Intervista all’avvocato Maurizio Hazan, tra i maggiori esperti di responsabilità professionale in sanità: «Una norma completa avrebbe dovuto non solo non limitarsi al penale, ma toccare anche il civile e tutelare le strutture»
Lo “scudo penale” per gli operatori sanitari in servizio durante l’emergenza Covid è «una norma principalmente estetica» e «di poca sostanza», in quanto, nel caso ad esempio di un medico vaccinatore, questi può rispondere solo per “colpa grave”, ovvero per essersi macchiato di un errore così abnorme da non poter essere lasciato impunito. Per restare nell’esempio del medico che somministra ad un paziente uno dei vaccini anti-Covid attualmente in circolazione, se questi sbaglia completamente l’anamnesi, e il paziente ne risente, rischia dunque una denuncia penale. «Ed è giusto che chi sbaglia paghi».
Ma perché l’avvocato Maurizio Hazan, tra i maggiori esperti di responsabilità professionale in sanità, definisce questo scudo un provvedimento “estetico”? Perché una norma del genere «tende a declinare l’ovvio, ovvero che un professionista sanitario non risponde penalmente, se non per colpa grave, laddove abbia agito in conformità alle indicazioni ricevute».
È questo uno dei motivi per cui inizialmente la categoria sanitaria si è dichiarata delusa, in quanto immaginava che, «attraverso il problema della vaccinazione, si potesse aprire la porta ad uno scudo penale più generico, che riguardasse tutte le attività rese durante l’emergenza Covid». E non solo nei casi in cui un paziente è, ad esempio, deceduto dopo essersi contagiato in corsia, ma anche in tutti quei casi in cui si sono registrati deficit di cure perché la pandemia ha scompaginato le agende terapeutiche, ha fatto saltare interventi già pianificati, ha costretto le strutture a riconvertire interi reparti.
L’aggiunta del comma 3bis al Decreto legge 44/2021 determina, spiega Hazan, «un ampliamento del concetto di responsabilità penale in emergenza, perché riguarda tutte le attività sanitarie che hanno dato luogo o ad un decesso o ad una lesione, e quindi dal punto di vista penale tutte le responsabilità in caso di omicidio o lesioni colpose esistono solo al verificarsi di una colpa grave», e non di un qualsiasi tipo di colpa. Ovviamente si parla di avvenimenti capitati durante la pandemia da Covid-19 e lo stato di emergenza.
Ricapitolando, oggi lo scudo vale solo per il penale (e non per il civile) e la valutazione del grado della colpa deve tener conto della limitatezza delle conoscenze scientifiche nella prima fase (almeno) della pandemia, la limitatezza delle conoscenze verso le terapie con cui combattere il SARS-CoV-2, scarsità di mezzi, e così via.

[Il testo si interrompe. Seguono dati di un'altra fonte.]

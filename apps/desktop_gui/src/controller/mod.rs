//! Controller layer: UI events, error modeling, and command orchestration.

pub mod events;
pub mod orchestration;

Ma quali sono i limiti di questa norma? Essenzialmente due: «Primo – spiega l’avvocato Hazan –, che non riguarda il civile; secondo, che non riguarda le strutture». Ciò cosa significa? Nel primo caso, ovvero l’assenza di uno scudo che protegga il sanitario da un processo civile, che lo stesso può essere denunciato e vedersi costretto a risarcire un paziente che lo aveva accusato di avergli provocato un danno. Nel secondo, che i pazienti possono tentare di rifarsi sulle strutture.
Per quanto riguarda il primo punto, Hazan ritiene che «non ci sarà una grossa mole di pazienti che denunceranno gli operatori sanitari civilmente». Il vero rischio per il Servizio sanitario nazionale si nasconderebbe invece nel secondo problema: una mole eccessiva di richieste di risarcimento verso le strutture potrebbe comportare un «collasso del Ssn e, di conseguenza, del settore della giustizia». Le strutture, molto più esposte rispetto al personale che ci lavora, potrebbero non reggere l’impatto.
Ma quindi, come si risolve una situazione del genere? In mancanza di regole diverse, e di fronte ad un complesso di strutture sanitarie arrivate inevitabilmente impreparate all’incontro con il nuovo coronavirus (sia dal punto di vista del personale che da quello organizzativo-strutturale), secondo l’avvocato Hazan la soluzione può essere «un sistema di solidarietà. L’unico che possa reggere il colpo, specialmente ora che grazie al Recovery Fund arriveranno tante risorse che, in parte, potrebbero essere dirottate verso questo fondo».
Non per forza, in conclusione, si deve «ricercare a tutti i costi un colpevole, un responsabile a cui far pagare un risarcimento per colpa grave», ma sarebbe forse preferibile avere un fondo dal quale prendere risorse per risarcire i pazienti danneggiati. «Per questi motivi – conclude l’avvocato Hazan – in molti ritengono che una norma completa avrebbe dovuto non solo non limitarsi al penale, ma toccare anche il civile e tutelare anche le strutture».